Foner’s study is strong on the detail yet draws the reader into a compelling narrative that exposes the interaction between public opinion and Lincoln’s character and experience; this fortunate confluence, as much as anything else, brought the rapid end to American slavery. Even though much could have been done by executive fiat, and Lincoln was continuously urged by abolitionists to do so, he never let the line between himself and public opinion break. He judged each step skilfully, sometimes ahead of public opinion and sometimes not, on issues such as the emancipation of southern slaves, the recruitment of black soldiers into the union armies, and the suffrage of freed people.
It was not just a matter of taking the people with him, as many simplistic modern accounts of leadership often have it; it was also recognising when he should be taken with them. An elected office creates a leader of the people in a real sense; transformational leaders must at once have the capacity to be part of the change while being able to see it happen like an outsider, articulating society’s better nature to itself in return. Thus Lincoln’s message to the US Congress in 1862:
The fiery trial through which we pass will light us down, in honour or dishonour, to the latest generation . . . We – even we here – hold the power and bear the responsibility.
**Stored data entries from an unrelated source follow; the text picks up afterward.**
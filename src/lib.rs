//! docqa - ask questions about a directory of documents.
//!
//! docqa loads PDF, Word, Excel, PowerPoint, text and markdown files,
//! splits them into chunks and embeds them with a sentence-transformers
//! model. For each question it retrieves the nearest chunks, reranks them
//! with a cross-encoder and asks a language model to answer from the best
//! passages only. All models run through
//! [candle](https://github.com/huggingface/candle); the language model can
//! also be any OpenAI-compatible server.
//!
//! # Quick start
//!
//! ```no_run
//! use std::path::Path;
//!
//! use docqa::{
//!     BgeReranker, ConfigDb, DataDir, EmbeddingDb, Pipeline,
//!     SentenceEmbedder, Settings, generation,
//! };
//!
//! let data_dir = DataDir::resolve(None).unwrap();
//! let config_db = ConfigDb::open(&data_dir.config_db()).unwrap();
//! let settings = Settings::resolve(Some(&config_db), &[]).unwrap();
//!
//! let embedder = SentenceEmbedder::new(settings.embedding_model.clone());
//! let reranker = BgeReranker::new(settings.reranker_model.clone());
//! let generator = generation::from_settings(&settings).unwrap();
//! let cache = EmbeddingDb::open(&data_dir.embeddings_db()).unwrap();
//!
//! let mut pipeline = Pipeline::new(settings, embedder, reranker, generator)
//!     .with_cache(cache);
//! pipeline.index_directory(Path::new("./docs")).unwrap();
//!
//! let answer = pipeline.ask("What is the refund policy?").unwrap();
//! println!("{}", answer.text);
//! ```

pub mod chat;
pub mod config_db;
pub mod data_dir;
pub mod embedding;
pub mod embedding_db;
pub mod error;
pub mod generation;
pub mod loader;
pub mod model_manager;
pub mod pipeline;
pub mod prompt;
pub mod reranker;
pub mod settings;
pub mod splitter;
pub mod vector_store;
pub mod walker;

pub use config_db::ConfigDb;
pub use data_dir::DataDir;
pub use embedding::{Embedder, SentenceEmbedder};
pub use embedding_db::EmbeddingDb;
pub use error::{Error, Result};
pub use generation::Generator;
pub use pipeline::Pipeline;
pub use reranker::{BgeReranker, CrossEncoder};
pub use settings::Settings;
pub use vector_store::VectorStore;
Eventually union forces entered the Confederate capital at Richmond, where, according to a letter of the time, “the doors of all the slave pens were thrown open, and thousands came out shouting and praising God, and Father, or Master Abe”.
This transformation was not a foregone conclusion. Lincoln did not come into office proclaiming any grand vision for the end of slavery. He steered a pragmatic course. It is said he compared his political philosophy to that of a steamboat captain on the Mississippi, taking a bearing and heading towards it, and again another bearing when that one was reached. As with Ireland’s own stepping stones to freedom, Lincoln’s steps led in a short time to one of the greatest emancipations in history.
Hundreds of books and articles are published on Lincoln and the American Civil War every year. There is even an annual award worth €50,000, the Lincoln Prize, awarded to the best piece of work submitted. This year few were surprised when the winner was this magisterial study by Foner, the DeWitt Clinton professor of history at Columbia University, in New York.
My own interest in Lincoln dates back many years, when a colleague at Trinity College Dublin recommended reading David Herbert Donald’s biography of him. Since then I have enjoyed following the debates about Lincoln’s career as president, and his style of leadership. For the interested but non-specialist reader Foner’s book is a triumph, and he explains the progression in Lincoln’s views of slavery in an accessible and exciting way.
With Obama set to visit Ireland in a few weeks, it may be time to read a book about the predecessor to whom he is most often compared.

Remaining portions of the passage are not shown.